Relance du nucléaire: un pacte avec le diable

Teaser

En prolongeant Doel 1 et 2, La Belgique baisse ses émissions de CO2, mais pourrait retarder sa transition énergique vers le renouvelable.

Les réacteurs nucléaires Doel 1 et Doel 2 vivront finalement encore dix ans. C’est, selon le gouvernement, indispensable pour éviter une pénurie. Sauf que Elia, chargé d’évaluer la sécurité d’approvisionnement, n’est pas de cet avis et l’a fait savoir en publiant un rapport sur les besoins de réserve stratégique pour l’hiver 2016-2017. Avec la COP21 en cours à Paris, cette prolongation peut malgré tout paraître exemplaire pour le climat puisque l’atome produit très peu de dioxyde de carbone, le fameux CO2 responsable du dérèglement climatique. Or, pour tenter de stabiliser l’augmentation de la température du globe à +2°C, les émissions mondiales devraient être divisées par deux d’ici à 2050. 

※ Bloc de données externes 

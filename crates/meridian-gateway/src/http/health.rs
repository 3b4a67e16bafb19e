use std::sync::Arc;

use axum::extract::State;
use axum::Json;
use serde_json::{json, Value};

use crate::app::AppState;

/// GET /health: liveness probe, no auth.
pub async fn health_handler(State(_state): State<Arc<AppState>>) -> Json<Value> {
    Json(json!({ "status": "ok" }))
}
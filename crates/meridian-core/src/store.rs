//! Atomic JSON persistence.
//!
//! Every store in the runtime (jobs, notes, conversations, catalog) is a
//! UTF-8 JSON file rewritten whole on mutation. Writes go to a temp file in
//! the same directory and are renamed into place, so readers never observe a
//! partial file.

use std::io::Write;
use std::path::Path;

use serde::de::DeserializeOwned;
use serde::Serialize;

use crate::error::{CoreError, Result};

/// Serialize `value` as pretty JSON and atomically replace `path` with it.
///
/// Parent directories are created as needed.
pub fn write_json_atomic<T: Serialize>(path: &Path, value: &T) -> Result<()> {
    let parent = path
        .parent()
        .ok_or_else(|| CoreError::Store(format!("path has no parent: {}", path.display())))?;
    std::fs::create_dir_all(parent)?;

    let mut tmp = tempfile::NamedTempFile::new_in(parent)?;
    let json = serde_json::to_string_pretty(value)?;
    tmp.write_all(json.as_bytes())?;
    tmp.flush()?;
    tmp.persist(path)
        .map_err(|e| CoreError::Store(format!("rename into {}: {}", path.display(), e.error)))?;
    Ok(())
}

/// Load and deserialize a JSON file.
pub fn read_json<T: DeserializeOwned>(path: &Path) -> Result<T> {
    let text = std::fs::read_to_string(path)?;
    Ok(serde_json::from_str(&text)?)
}

/// Load a JSON file, returning `default` when the file does not exist.
pub fn read_json_or<T: DeserializeOwned>(path: &Path, default: T) -> Result<T> {
    if !path.exists() {
        return Ok(default);
    }
    read_json(path)
}

#[cfg(test)]
mod tests {
    use super::*;
    use serde::Deserialize;

    #[derive(Debug, Serialize, Deserialize, PartialEq)]
    struct Sample {
        name: String,
        count: u32,
    }

    #[test]
    fn round_trip() {
        let dir = tempfile::tempdir().unwrap();
        let path = dir.path().join("sample.json");
        let value = Sample {
            name: "alpha".into(),
            count: 3,
        };
        write_json_atomic(&path, &value).unwrap();
        let loaded: Sample = read_json(&path).unwrap();
        assert_eq!(loaded, value);
    }

    #[test]
    fn rewrite_replaces_whole_file() {
        let dir = tempfile::tempdir().unwrap();
        let path = dir.path().join("sample.json");
        write_json_atomic(&path, &vec!["a", "b", "c"]).unwrap();
        write_json_atomic(&path, &vec!["z"]).unwrap();
        let loaded: Vec<String> = read_json(&path).unwrap();
        assert_eq!(loaded, vec!["z"]);
    }

    #[test]
    fn missing_file_yields_default() {
        let dir = tempfile::tempdir().unwrap();
        let path = dir.path().join("absent.json");
        let loaded: Vec<String> = read_json_or(&path, Vec::new()).unwrap();
        assert!(loaded.is_empty());
    }

    #[test]
    fn creates_parent_directories() {
        let dir = tempfile::tempdir().unwrap();
        let path = dir.path().join("nested/deep/sample.json");
        write_json_atomic(&path, &1u32).unwrap();
        assert!(path.exists());
    }
}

Réussir ce défi en optant pour le nucléaire revient pourtant à s’allier à… Staline pour vaincre Hitler. C’est efficace pour gagner la guerre, mais après… D’abord, parce qu’on n’est jamais à l’abri d’une catastrophe aux conséquences gravissimes sur notre santé comme Tchernobyl ou Fukushima. Mais aussi parce que les déchets de l’industrie nucléaire (qui restent radioactifs pendant des millénaires!) polluent et détruisent l’environnement.

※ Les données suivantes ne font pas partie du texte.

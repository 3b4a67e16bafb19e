//! Agent pool: named agent instances with per-sender isolation and LRU
//! eviction.
//!
//! Each (agent-name, sender-id) pair gets its own [`Agent`] with an
//! independent history. The pool is the sole owner of instances; callers
//! get an `Arc<Mutex<Agent>>` whose lock serializes that instance's calls.

use std::collections::HashMap;
use std::sync::Arc;

use tokio::sync::Mutex;
use tracing::{debug, info, warn};

use meridian_core::config::{AgentEntry, Config};
use meridian_core::CoreError;

use crate::agent::Agent;
use crate::compactor::{CompactorConfig, ContextCompactor};
use crate::personality;
use crate::provider::create_provider;
use crate::tools::{ToolDeps, ToolFlags, ToolRegistry};

/// Cached-instance ceiling; least-recently-used instances are evicted
/// one at a time past this.
pub const MAX_CACHE: usize = 200;

pub struct AgentPool {
    configs: HashMap<String, AgentEntry>,
    global: Config,
    deps: ToolDeps,
    /// LRU order: front = oldest, back = most recently used.
    agents: Mutex<Vec<(String, Arc<Mutex<Agent>>)>>,
}

impl AgentPool {
    pub fn new(configs: HashMap<String, AgentEntry>, global: Config, deps: ToolDeps) -> Self {
        Self {
            configs,
            global,
            deps,
            agents: Mutex::new(Vec::new()),
        }
    }

    /// Single-agent setup: one `default` entry inheriting everything from
    /// the global configuration (including its personality selection).
    pub fn single(global: Config, deps: ToolDeps) -> Self {
        let mut configs = HashMap::new();
        configs.insert(
            "default".to_string(),
            AgentEntry {
                personality: meridian_core::config::PersonalitySpec::Name(
                    global.personality_name.clone(),
                ),
                ..Default::default()
            },
        );
        Self::new(configs, global, deps)
    }

    pub fn list_agents(&self) -> Vec<String> {
        let mut names: Vec<String> = self.configs.keys().cloned().collect();
        names.sort();
        names
    }

    pub fn get_config(&self, name: &str) -> Option<&AgentEntry> {
        self.configs.get(name)
    }

    pub async fn active_count(&self) -> usize {
        self.agents.lock().await.len()
    }

    /// Get or create the instance for (name, sender). An empty sender id
    /// (CLI / single-user use) collapses to the agent name alone.
    pub async fn get(
        &self,
        name: &str,
        sender_id: &str,
    ) -> Result<Arc<Mutex<Agent>>, CoreError> {
        let name = if self.configs.contains_key(name) {
            name
        } else {
            warn!(agent = %name, "agent not configured, falling back to 'default'");
            if !self.configs.contains_key("default") {
                return Err(CoreError::Config("No 'default' agent configured".into()));
            }
            "default"
        };

        let key = if sender_id.is_empty() {
            name.to_string()
        } else {
            format!("{name}:{sender_id}")
        };

        let mut agents = self.agents.lock().await;
        if let Some(pos) = agents.iter().position(|(k, _)| *k == key) {
            let entry = agents.remove(pos);
            let instance = entry.1.clone();
            agents.push(entry);
            return Ok(instance);
        }

        let agent = self.create_agent(name)?;
        let instance = Arc::new(Mutex::new(agent));
        agents.push((key.clone(), instance.clone()));
        let shown_sender = if sender_id.is_empty() { "cli" } else { sender_id };
        debug!(agent = %name, sender = %shown_sender, "created agent instance");

        while agents.len() > MAX_CACHE {
            let (evicted, _) = agents.remove(0);
            info!(key = %evicted, "evicted agent instance");
        }

        Ok(instance)
    }

    /// Compose a fresh agent from its named config, inheriting unset
    /// fields from the global configuration.
    fn create_agent(&self, name: &str) -> Result<Agent, CoreError> {
        let cfg = self
            .configs
            .get(name)
            .ok_or_else(|| CoreError::Config(format!("unknown agent '{name}'")))?;

        let provider_name = if cfg.provider.is_empty() {
            &self.global.provider
        } else {
            &cfg.provider
        };
        let model = if cfg.model.is_empty() {
            &self.global.model
        } else {
            &cfg.model
        };
        let api_key = if cfg.api_key.is_empty() {
            &self.global.api_key
        } else {
            &cfg.api_key
        };
        // A custom endpoint only applies when the agent does not override
        // the provider.
        let base_url = if cfg.provider.is_empty() && !self.global.base_url.is_empty() {
            Some(self.global.base_url.clone())
        } else {
            None
        };

        let provider = create_provider(
            provider_name,
            model,
            api_key,
            base_url,
            &self.global.ollama_base_url,
        )?;

        let temperature = if cfg.temperature > 0.0 {
            cfg.temperature
        } else {
            self.global.temperature
        };

        let compactor = ContextCompactor::new(CompactorConfig::for_model(provider.model()));
        let personality = personality::resolve(&cfg.personality);

        let mut agent = Agent::new(provider, personality, temperature, self.global.max_tokens)
            .with_compactor(compactor);
        if let Some(skills) = &self.deps.skills {
            agent = agent.with_skills(skills.clone());
        }

        let flags = self.global_flags().with_overrides(&cfg.tools);
        let mut registry = ToolRegistry::new();
        registry.load_builtins(&flags, &self.deps);
        agent = agent.with_registry(registry);

        Ok(agent)
    }

    fn global_flags(&self) -> ToolFlags {
        ToolFlags {
            terminal: self.global.enable_terminal,
            web: self.global.enable_web,
            memory: true,
            skills: self.global.enable_skills,
            cron: self.global.enable_cron,
            catalog: self.global.enable_registry,
        }
    }
}

#[cfg(test)]
mod tests {
    use super::*;
    use crate::test_support::tool_deps;

    fn pool() -> (AgentPool, tempfile::TempDir) {
        let (deps, dir) = tool_deps();
        let mut global = Config::default();
        global.provider = "ollama".to_string();
        global.enable_cron = false; // no scheduler handle in tests

        let mut configs = HashMap::new();
        configs.insert("default".to_string(), AgentEntry::default());
        configs.insert(
            "coder".to_string(),
            AgentEntry {
                personality: meridian_core::config::PersonalitySpec::Name("coder".into()),
                ..Default::default()
            },
        );
        (AgentPool::new(configs, global, deps), dir)
    }

    #[tokio::test]
    async fn repeated_gets_return_same_instance() {
        let (pool, _dir) = pool();
        let a = pool.get("coder", "alice").await.unwrap();
        let b = pool.get("coder", "alice").await.unwrap();
        assert!(Arc::ptr_eq(&a, &b));
        assert_eq!(pool.active_count().await, 1);
    }

    #[tokio::test]
    async fn different_senders_are_isolated() {
        let (pool, _dir) = pool();
        let a = pool.get("coder", "alice").await.unwrap();
        let b = pool.get("coder", "bob").await.unwrap();
        assert!(!Arc::ptr_eq(&a, &b));
        assert_eq!(pool.active_count().await, 2);

        a.lock().await.set_history(vec![crate::ChatMessage::user("private")]);
        assert!(b.lock().await.history().is_empty());
    }

    #[tokio::test]
    async fn empty_sender_collapses_to_name_alone() {
        let (pool, _dir) = pool();
        let a = pool.get("default", "").await.unwrap();
        let b = pool.get("default", "").await.unwrap();
        assert!(Arc::ptr_eq(&a, &b));
    }

    #[tokio::test]
    async fn unknown_agent_falls_back_to_default() {
        let (pool, _dir) = pool();
        let a = pool.get("nonexistent", "alice").await.unwrap();
        let b = pool.get("default", "alice").await.unwrap();
        assert!(Arc::ptr_eq(&a, &b));
    }

    #[tokio::test]
    async fn missing_default_is_an_error() {
        let (deps, _dir) = tool_deps();
        let mut global = Config::default();
        global.provider = "ollama".to_string();
        let pool = AgentPool::new(HashMap::new(), global, deps);
        assert!(pool.get("anything", "s").await.is_err());
    }

    #[tokio::test]
    async fn lru_eviction_past_cap() {
        let (pool, _dir) = pool();
        for i in 0..MAX_CACHE {
            pool.get("default", &format!("sender-{i}")).await.unwrap();
        }
        assert_eq!(pool.active_count().await, MAX_CACHE);

        // Touch sender-0 so it becomes most recently used.
        pool.get("default", "sender-0").await.unwrap();

        // One new key evicts exactly one entry: the LRU (sender-1).
        pool.get("default", "sender-new").await.unwrap();
        assert_eq!(pool.active_count().await, MAX_CACHE);

        let agents = pool.agents.lock().await;
        assert!(agents.iter().any(|(k, _)| k == "default:sender-0"));
        assert!(!agents.iter().any(|(k, _)| k == "default:sender-1"));
        assert!(agents.iter().any(|(k, _)| k == "default:sender-new"));
    }

    #[tokio::test]
    async fn list_agents_reports_configured_names() {
        let (pool, _dir) = pool();
        assert_eq!(pool.list_agents(), vec!["coder", "default"]);
    }
}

Il est donc grand temps de passer au renouvelable. La transition énergétique prévue pour 2025 est d’ailleurs en cours. Du moins, elle l’était. Comme l’expliquait à La Libre Belgique Michel Huart, consultant scientifique à l’Association de promotion des énergies renouvelables, la prolongation de Doel 1 et 2 va entraîner une multiplication des périodes de surproduction et ainsi diminuer la rentabilité des unités flexibles, comme les centrales au gaz. Or, celles-ci, faciles à relancer pour une courte période, sont nécessaires à côté du renouvelable pour combler un manque éventuel de vent (pour les éoliennes) ou de soleil (pour les panneaux photovoltaïques). Cette transition pourrait ainsi être postposée. Et c’est déjà mal barré… La première étape consistait justement en la fermeture de Doel 1 et 2 en 2015. Reste à voir si la prochaine étape – la fermeture de Tihange 2 et Doel 3 - aura bien lieu en 2022. Si c’est le cas, on peut toujours espérer que l’État se charge de fermer le reste des réacteurs en 2025. Ou pas.